Supportive Psychotherapy

Supportive psychotherapy is a psychotherapeutic approach that integrates various therapeutic schools such as psychodynamic and cognitive-behavioral, as well as interpersonal conceptual models and techniques. The aim of supportive psychotherapy is to reduce or to relieve the intensity of manifested or presenting symptoms, distress or disability. It also reduces the extent of behavioral disruptions caused by the patient's psychic conflicts or disturbances. Unlike in psychoanalysis, in which the analyst works to maintain a neutral demeanor as a "blank canvas" for transference, in supportive therapy the therapist engages in a fully emotional, encouraging, and supportive relationship with the patient as a method of furthering healthy defense mechanisms, especially in the context of interpersonal relationships. Supportive psychotherapy can be used as treatment for a variety of physical, mental, and emotional ailments, and consists of a variety of strategies and techniques in which therapists or other licensed professionals can treat their patients. The objective of the therapist is to reinforce the patient's healthy and adaptive patterns of thought behaviors in order to reduce the intrapsychic conflicts that produce symptoms of mental disorders.

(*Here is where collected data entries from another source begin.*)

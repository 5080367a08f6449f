// Copyright (c) 2025 Dimitris Kafetzis
//
// Licensed under the MIT License.
// See LICENSE file in the project root for full license information.
//
// SPDX-License-Identifier: MIT

//! Softmax along the innermost axis.

use super::{expect_dtype, expect_quantized, expect_same_count, load_i32, store_i32};
use crate::{dequantize, quantize_value, DType, TensorError, TensorView, TensorViewMut};

fn rows(dims: &[usize]) -> (usize, usize) {
    match dims.last() {
        None => (1, 1),
        Some(&0) => (0, 0),
        Some(&last) => (dims.iter().product::<usize>() / last, last),
    }
}

/// Computes `output[i] = exp(beta * (x[i] - max)) / sum(exp(beta * (x - max)))`
/// for every row of the last dimension.
///
/// Subtracting the row maximum before exponentiation keeps large inputs
/// from overflowing.
pub fn softmax_f32(
    input: &TensorView<'_>,
    output: &mut TensorViewMut<'_>,
    beta: f32,
) -> Result<(), TensorError> {
    expect_dtype("softmax", input.dtype(), DType::F32)?;
    expect_dtype("softmax", output.dtype(), DType::F32)?;
    expect_same_count("softmax", input.dims(), output.dims())?;
    let (num_rows, depth) = rows(input.dims());
    for row in 0..num_rows {
        let base = row * depth;
        let max_val = (base..base + depth)
            .map(|i| input.get::<f32>(i))
            .fold(f32::NEG_INFINITY, f32::max);
        let mut sum = 0.0f32;
        for i in base..base + depth {
            let e = (beta * (input.get::<f32>(i) - max_val)).exp();
            output.set(i, e);
            sum += e;
        }
        if sum > 0.0 {
            let inv_sum = 1.0 / sum;
            for i in base..base + depth {
                let v: f32 = output.get(i);
                output.set(i, v * inv_sum);
            }
        }
    }
    Ok(())
}

/// Quantized softmax evaluated in real arithmetic row by row.
pub fn softmax_quantized(
    input: &TensorView<'_>,
    output: &mut TensorViewMut<'_>,
    beta: f32,
    input_q: (f32, i32),
    output_q: (f32, i32),
) -> Result<(), TensorError> {
    expect_quantized("softmax", input.dtype())?;
    expect_quantized("softmax", output.dtype())?;
    expect_same_count("softmax", input.dims(), output.dims())?;
    let dtype = output.dtype();
    let real = |i: usize| dequantize(load_i32(input, i), input_q.0, input_q.1);
    let (num_rows, depth) = rows(input.dims());
    for row in 0..num_rows {
        let base = row * depth;
        let max_val = (base..base + depth).map(real).fold(f32::NEG_INFINITY, f32::max);
        let sum: f32 = (base..base + depth)
            .map(|i| (beta * (real(i) - max_val)).exp())
            .sum();
        for i in base..base + depth {
            let p = (beta * (real(i) - max_val)).exp() / sum;
            store_i32(output, i, quantize_value(p, output_q.0, output_q.1, dtype));
        }
    }
    Ok(())
}

#[cfg(test)]
mod tests {
    use super::*;
    use crate::Tensor;

    fn approx_eq(a: &[f32], b: &[f32], tol: f32) -> bool {
        a.len() == b.len() && a.iter().zip(b).all(|(x, y)| (x - y).abs() < tol)
    }

    #[test]
    fn test_softmax_uniform() {
        let input = Tensor::from_f32(vec![4], &[1.0, 1.0, 1.0, 1.0]).unwrap();
        let mut output = Tensor::zeros(vec![4], DType::F32);
        softmax_f32(&input.view(), &mut output.view_mut(), 1.0).unwrap();
        assert!(approx_eq(&output.to_vec::<f32>(), &[0.25; 4], 1e-5));
    }

    #[test]
    fn test_softmax_2d_rows() {
        let input = Tensor::from_f32(vec![2, 3], &[1.0, 2.0, 3.0, 1.0, 1.0, 1.0]).unwrap();
        let mut output = Tensor::zeros(vec![2, 3], DType::F32);
        softmax_f32(&input.view(), &mut output.view_mut(), 1.0).unwrap();
        let r = output.to_vec::<f32>();
        let sum0: f32 = r[0..3].iter().sum();
        assert!((sum0 - 1.0).abs() < 1e-5);
        assert!(r[0] < r[1] && r[1] < r[2]);
        assert!(approx_eq(&r[3..6], &[1.0 / 3.0; 3], 1e-5));
    }

    #[test]
    fn test_softmax_numerical_stability() {
        let input = Tensor::from_f32(vec![3], &[1000.0, 1001.0, 1002.0]).unwrap();
        let mut output = Tensor::zeros(vec![3], DType::F32);
        softmax_f32(&input.view(), &mut output.view_mut(), 1.0).unwrap();
        let r = output.to_vec::<f32>();
        assert!((r.iter().sum::<f32>() - 1.0).abs() < 1e-5);
        assert!(r.iter().all(|x| x.is_finite()));
    }

    #[test]
    fn test_softmax_beta_zero_is_uniform() {
        let input = Tensor::from_f32(vec![2], &[-5.0, 5.0]).unwrap();
        let mut output = Tensor::zeros(vec![2], DType::F32);
        softmax_f32(&input.view(), &mut output.view_mut(), 0.0).unwrap();
        assert!(approx_eq(&output.to_vec::<f32>(), &[0.5, 0.5], 1e-6));
    }

    #[test]
    fn test_softmax_quantized() {
        let input = Tensor::from_slice(vec![2], &[0u8, 0]).unwrap();
        let mut output = Tensor::zeros(vec![2], DType::U8);
        softmax_quantized(&input.view(), &mut output.view_mut(), 1.0, (0.1, 0), (1.0 / 256.0, 0))
            .unwrap();
        assert_eq!(output.to_vec::<u8>(), vec![128, 128]);
    }
}
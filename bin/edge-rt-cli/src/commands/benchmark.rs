// Copyright (c) 2025 Dimitris Kafetzis
//
// Licensed under the MIT License.
// See LICENSE file in the project root for full license information.
//
// SPDX-License-Identifier: MIT

//! `edge-rt benchmark` command: latency statistics over repeated runs.
//!
//! Runs one warm-up pass, then `iterations` timed passes, and prints
//! latency percentiles plus the nodes that dominate compute time.

use runtime::{InferenceEngine, InferenceMetrics, RuntimeConfig};
use std::collections::BTreeMap;
use std::time::Duration;

use super::{synthetic_inputs, truncate};

pub async fn execute(config: RuntimeConfig, iterations: usize) -> anyhow::Result<()> {
    println!("╔══════════════════════════════════════════════════════╗");
    println!("║           edge-rt · Benchmark Suite                 ║");
    println!("╚══════════════════════════════════════════════════════╝");
    println!();
    anyhow::ensure!(iterations > 0, "--iterations must be at least 1");

    println!("  Model:      {}", config.model_path.display());
    println!("  Backends:   {}", config.backends.join(", "));
    println!("  Budget:     {}", config.memory_budget);
    println!("  Iterations: {iterations}");
    println!();

    let mut engine = InferenceEngine::new(config).load_model()?.plan()?;
    println!("  {}", engine.graph().summary());
    println!("  {}", engine.memory_plan().stats().summary());
    println!();

    let inputs = synthetic_inputs(engine.graph())?;
    let runs = tokio::task::spawn_blocking(move || -> anyhow::Result<Vec<InferenceMetrics>> {
        engine.run(&inputs)?;
        (0..iterations)
            .map(|_| -> anyhow::Result<InferenceMetrics> { Ok(engine.run(&inputs)?.metrics) })
            .collect()
    })
    .await??;

    // ── Latency ────────────────────────────────────────────────
    let mut totals: Vec<Duration> = runs.iter().map(|m| m.total_duration).collect();
    totals.sort();
    let mean = totals.iter().sum::<Duration>() / totals.len() as u32;
    let pct = |p: f64| totals[((totals.len() - 1) as f64 * p).round() as usize];

    println!(
        "  {:>10} {:>10} {:>10} {:>10} {:>10}",
        "Min", "Mean", "P50", "P90", "Max"
    );
    println!("  {}", "-".repeat(56));
    println!(
        "  {:>8.3}ms {:>8.3}ms {:>8.3}ms {:>8.3}ms {:>8.3}ms",
        ms(totals[0]),
        ms(mean),
        ms(pct(0.5)),
        ms(pct(0.9)),
        ms(totals[totals.len() - 1]),
    );
    println!();

    // ── Hot nodes ──────────────────────────────────────────────
    let mut per_node: BTreeMap<(String, String, String), Duration> = BTreeMap::new();
    for m in runs.iter().flat_map(|r| &r.node_metrics) {
        *per_node
            .entry((m.name.clone(), m.kind.clone(), m.backend.clone()))
            .or_default() += m.compute_duration;
    }
    if per_node.is_empty() {
        println!("  Per-node timing disabled (enable_profiling = false).");
        println!();
        return Ok(());
    }

    let mut hot: Vec<_> = per_node.into_iter().collect();
    hot.sort_by(|a, b| b.1.cmp(&a.1));
    println!("  Slowest nodes (mean compute per run):");
    println!("  {:<28} {:<16} {:<8} {:>10}", "Node", "Kind", "Backend", "Compute");
    println!("  {}", "-".repeat(66));
    for ((name, kind, backend), total) in hot.iter().take(10) {
        println!(
            "  {:<28} {:<16} {:<8} {:>8.3}ms",
            truncate(name, 28),
            kind,
            backend,
            ms(*total / runs.len() as u32),
        );
    }
    println!();
    Ok(())
}

fn ms(d: Duration) -> f64 {
    d.as_secs_f64() * 1000.0
}
// Copyright (c) 2025 Dimitris Kafetzis
//
// Licensed under the MIT License.
// See LICENSE file in the project root for full license information.
//
// SPDX-License-Identifier: MIT

//! `edge-rt inspect` command: display graph structure, resolved tensors,
//! negotiation result and arena plan.

use model_ir::ModelLoader;
use runtime::{InferenceEngine, RuntimeConfig};

use super::truncate;

pub async fn execute(config: RuntimeConfig) -> anyhow::Result<()> {
    println!("╔══════════════════════════════════════════════════════╗");
    println!("║              edge-rt · Model Inspector              ║");
    println!("╚══════════════════════════════════════════════════════╝");
    println!();

    let graph = ModelLoader::load(&config.model_path).map_err(|e| {
        anyhow::anyhow!(
            "failed to load model from '{}': {e}",
            config.model_path.display()
        )
    })?;

    // ── Summary ────────────────────────────────────────────────
    println!("  {}", graph.summary());
    println!();

    println!("  {:<4} {:<28} {:<18} {:<28} {}", "Idx", "Node", "Kind", "Inputs", "Outputs");
    println!("  {}", "-".repeat(96));
    for &id in graph.order() {
        let Some(node) = graph.node(id) else { continue };
        let names = |ids: &[model_ir::TensorId]| {
            ids.iter()
                .filter_map(|&t| graph.tensor(t).map(|d| d.name.clone()))
                .collect::<Vec<_>>()
                .join(", ")
        };
        println!(
            "  {:<4} {:<28} {:<18} {:<28} {}",
            id.0,
            truncate(&node.name, 28),
            node.kind.as_str(),
            truncate(&names(&node.inputs), 28),
            names(&node.outputs),
        );
    }
    println!();

    // ── Negotiation ────────────────────────────────────────────
    let backends = config.backends.join(", ");
    let prepared = InferenceEngine::new(config).prepare(graph)?;
    println!("  Backends: {backends}");
    for line in prepared.negotiated().summary().lines() {
        println!("  {line}");
    }
    println!();

    // ── Resolved tensors ───────────────────────────────────────
    println!("  Tensors after shape inference:");
    for t in prepared.graph().tensors() {
        println!("   {}", t.summary());
    }
    println!();

    // ── Arena plan ─────────────────────────────────────────────
    match prepared.plan() {
        Ok(ready) => {
            println!("  Arena:");
            println!("   {}", ready.memory_plan().stats().summary());
            let scratch: usize = ready.kernels().iter().map(|k| k.scratch_bytes()).sum();
            if scratch > 0 {
                println!("   Kernel scratch: {scratch} bytes");
            }
        }
        Err(e) => println!("  Arena: not planned ({e})"),
    }
    println!();
    Ok(())
}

supportive therapy psychoanalysis conceptual models

1. Evolution of Supportive Psychotherapy

Sigmund Freud, founder of psychoanalysis, holding a cigar. Photographed by his son-in-law, Max Halberstadt, c. 1921.

In the late 19th century, Sigmund Freud began to develop the techniques of psychoanalysis, which served as a foundation for all the other psychotherapeutic modalities. Freud found that by letting people talk freely about whatever came to mind (free association), they eventually revealed the origins of their psychological conflicts in disguised form. Upon hearing these confessions revealed through free association, the therapist would then interpret the unconscious cause for the patient’s symptoms.[1]

In the years following Freud’s development of psychoanalysis, this approach was seen as the default in treating mental illness in patients. Psychotherapists faced the problem of patients who were unanalyzable: those without the reflective capacity to hear interpretations, or with “pseudoneurotic schizophrenia”.[2] These patients who would react negatively to psychoanalysis would then receive a more bolstering, “supportive” treatment. This therapy, which would later be recognized as the initial stages of supportive psychotherapy, was not the preferred mode of treatment, not for the preferred patients, and hence, was seen as pejorative from the onset.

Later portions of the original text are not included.